Glokta grinned. “The world is full of surprises.”
“You fucking stupid bitch!” screamed Vurms. His steel was only halfway out before Frost’s white fist crunched into his jaw and flung him senseless against the wall. Almost at the same moment the doors crashed open and Vitari burst into the room, half a dozen Practicals behind her, weapons at the ready.
“Everything alright?” she asked.
“Actually, we’re just finishing up. Take out the rubbish would you, Frost?”
The albino’s fingers closed around Vurms’ ankle and hauled him bodily across the floor and out of the audience chamber. Eider watched his slack face slide across the tiles, then looked up at Glokta. “What now?”
“Now the cells.”
“Then?”
“Then we’ll see.” He snapped his fingers at the Practicals, jerked his thumb towards the door. Two of them tramped round the table, seized the Queen of merchants by her elbows and bundled her impassively out of the room.
“So,” asked Glokta, looking over at Vissbruck. “Does anyone else wish to accept the ambassador’s offer of surrender?”
The General, who had been standing silently the whole time, snapped his mouth shut, took a deep breath and stood to stiff attention. “I am a simple soldier. Of course I will obey any order from his Majesty, or his Majesty’s chosen representative. If the order is to hold Dagoska to the last man, I will give the last drop of my blood to do it. I assure you that I knew nothing of any plot. I acted rashly, perhaps, but at all times honestly, in what I felt were the best interests of—”
Glokta waved his hand. “I am convinced. Bored, but convinced.” I have already lost half the ruling council today. To lose any more might make me look greedy. “The Gurkish will no doubt make their assault at first light. You should look to our defences, General.”
Vissbruck closed his eyes, swallowed, wiped some sweat from his forehead. “You will not regret your faith in me, Superior.”
“I trust that I will not. Go.”
The General hurried from the room, as though worried that Glokta might change his mind, and the rest of the Practicals followed him. Vitari bent and lifted Vurms’ fallen chair and slid it carefully back under the table.
“A neat job.” She nodded slowly to herself. “Very neat. I’m happy to say I was right about you all along.”
Glokta snorted. “Your approval is worth less to me than you can ever know.”
Her eyes smiled at him above her mask. “I didn’t say that I approved. I just said that it was neat,” and she turned and sauntered out into the hallway.

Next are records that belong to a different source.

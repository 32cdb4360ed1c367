mod identifiers;
pub mod query;
pub mod web_map;

pub use identifiers::{PortalId, PortalItemId};
pub use query::{SearchQuery, SearchSettings, SortOrder};
pub use web_map::{Basemap, MapLayer, SpatialReference, WebMap};

use chrono::{DateTime, Utc};
use serde::{Deserialize, Serialize};

/// A catalog entry returned by a portal search.
#[derive(Debug, Clone, PartialEq, Serialize, Deserialize)]
pub struct PortalItem {
    pub id: PortalItemId,
    pub title: String,
    pub owner: String,
    pub item_type: String,
    pub snippet: Option<String>,
    pub thumbnail: Option<String>,
    #[serde(default)]
    pub tags: Vec<String>,
    pub avg_rating: Option<f32>,
    pub num_views: Option<u64>,
    pub modified: Option<DateTime<Utc>>,
}

impl PortalItem {
    pub fn new(id: impl Into<PortalItemId>, title: impl Into<String>) -> Self {
        Self {
            id: id.into(),
            title: title.into(),
            owner: String::new(),
            item_type: "Web Map".to_string(),
            snippet: None,
            thumbnail: None,
            tags: Vec::new(),
            avg_rating: None,
            num_views: None,
            modified: None,
        }
    }

    pub fn is_web_map(&self) -> bool {
        self.item_type.eq_ignore_ascii_case("web map")
    }
}

/// Handle to a connected portal.
///
/// Created once per view model and shared by every operation after that.
#[derive(Debug, Clone, PartialEq, Serialize, Deserialize)]
pub struct PortalSession {
    pub portal_url: String,
    pub portal_id: Option<PortalId>,
    pub portal_name: Option<String>,
    /// Group query selecting the portal's featured content, if it has any
    pub featured_items_group_query: Option<String>,
}

impl PortalSession {
    pub fn anonymous(portal_url: impl Into<String>) -> Self {
        Self {
            portal_url: portal_url.into(),
            portal_id: None,
            portal_name: None,
            featured_items_group_query: None,
        }
    }
}
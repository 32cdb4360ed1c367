use reqwest::header::{ACCEPT, HeaderMap, HeaderValue};
use serde::de::DeserializeOwned;
use serde_json::Value;
use std::time::Duration;
use tracing::{debug, warn};
use url::Url;

use super::errors::ArcGisApiError;
use super::types::PortalErrorBody;

pub const CLIENT_USER_AGENT: &str = concat!("webmap-browser/", env!("CARGO_PKG_VERSION"));

/// Root of the portal REST API relative to the portal URL.
const REST_ROOT: &str = "/sharing/rest";

fn standard_headers() -> HeaderMap {
    let mut headers = HeaderMap::new();
    headers.insert(ACCEPT, HeaderValue::from_static("application/json"));
    headers
}

/// Thin JSON client for the portal's `sharing/rest` endpoints.
#[derive(Clone, Debug)]
pub struct ArcGisApi {
    client: reqwest::Client,
    base_url: String,
}

impl ArcGisApi {
    pub fn new(base_url: impl Into<String>, timeout: Duration) -> Result<Self, ArcGisApiError> {
        let client = reqwest::Client::builder()
            .timeout(timeout)
            .user_agent(CLIENT_USER_AGENT)
            .default_headers(standard_headers())
            .build()
            .map_err(ArcGisApiError::from_reqwest)?;

        Ok(Self {
            client,
            base_url: base_url.into().trim_end_matches('/').to_string(),
        })
    }

    pub fn base_url(&self) -> &str {
        &self.base_url
    }

    pub(crate) fn build_url(&self, path: &str, params: &[(&str, &str)]) -> Result<Url, ArcGisApiError> {
        let mut url = Url::parse(&format!("{}{}{}", self.base_url, REST_ROOT, path))
            .map_err(|e| ArcGisApiError::Other(format!("Invalid portal URL: {}", e)))?;
        {
            let mut pairs = url.query_pairs_mut();
            pairs.append_pair("f", "json");
            for (key, value) in params {
                pairs.append_pair(key, value);
            }
        }
        Ok(url)
    }

    /// GET a REST resource and decode it, treating the portal's error envelope as a failure.
    pub async fn get_json<T: DeserializeOwned>(
        &self,
        path: &str,
        params: &[(&str, &str)],
    ) -> Result<T, ArcGisApiError> {
        let url = self.build_url(path, params)?;
        debug!("GET {}", url);

        let response = self
            .client
            .get(url)
            .send()
            .await
            .map_err(ArcGisApiError::from_reqwest)?;

        let status = response.status();
        let body = response
            .text()
            .await
            .map_err(ArcGisApiError::from_reqwest)?;

        if !status.is_success() {
            warn!("Portal request {} failed with status {}", path, status);
            return Err(ArcGisApiError::from_status(status.as_u16(), body));
        }

        let value: Value =
            serde_json::from_str(&body).map_err(|e| ArcGisApiError::ParseError(e.to_string()))?;

        if let Some(error) = value.get("error") {
            let error: PortalErrorBody = serde_json::from_value(error.clone())
                .map_err(|e| ArcGisApiError::ParseError(e.to_string()))?;
            warn!(
                "Portal request {} returned error {}: {}",
                path, error.code, error.message
            );
            return Err(ArcGisApiError::Portal {
                code: error.code,
                message: error.message,
            });
        }

        serde_json::from_value(value).map_err(|e| ArcGisApiError::ParseError(e.to_string()))
    }
}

That only left him and Cosca. The mercenary leaned against the wall, arms folded carelessly across his breastplate, regarding Glokta with a faint smile. He had not moved the whole time.
“You’d do well in Styria, I think. Very… ruthless? Is that the word? Anyway,” and he gave a flamboyant shrug, “I look forward very much to serving with you.” Until such time as someone offers you more, eh, Cosca? The mercenary waved a hand at the severed head on the table. “Would you like me to do something with that?”
“Stick it on the battlements of the land walls, somewhere it can be easily seen. Let the Gurkish understand the strength of our resolve.”
Cosca clicked his tongue. “Heads on spikes, eh?” He dragged the head off the table by its long beard. “Never goes out of fashion.”
The doors clicked shut behind him, and Glokta was left alone in the audience chamber. He rubbed at his stiff neck, stretched his stiff leg out beneath the bloody table. A good day’s work, all in all. But the day is over now. Outside the tall windows, the sun had finally set over Dagoska.
The sky was dark.
The first traces of dawn were creeping over the plain. A glimmer of light on the undersides of the towering clouds and along the edges of the ancient stones, a muddy flare on the eastern horizon. A sight a man rarely saw, that first grey glow, or one that Jezal had rarely seen anyway. At home he would have been safely in his quarters now, sleeping soundly in a warm bed. None of them had slept last night. They had spent the long, cold hours in silence, sitting in the wind, peering into the dark for shapes out on the plain, and waiting. Waiting for the dawn.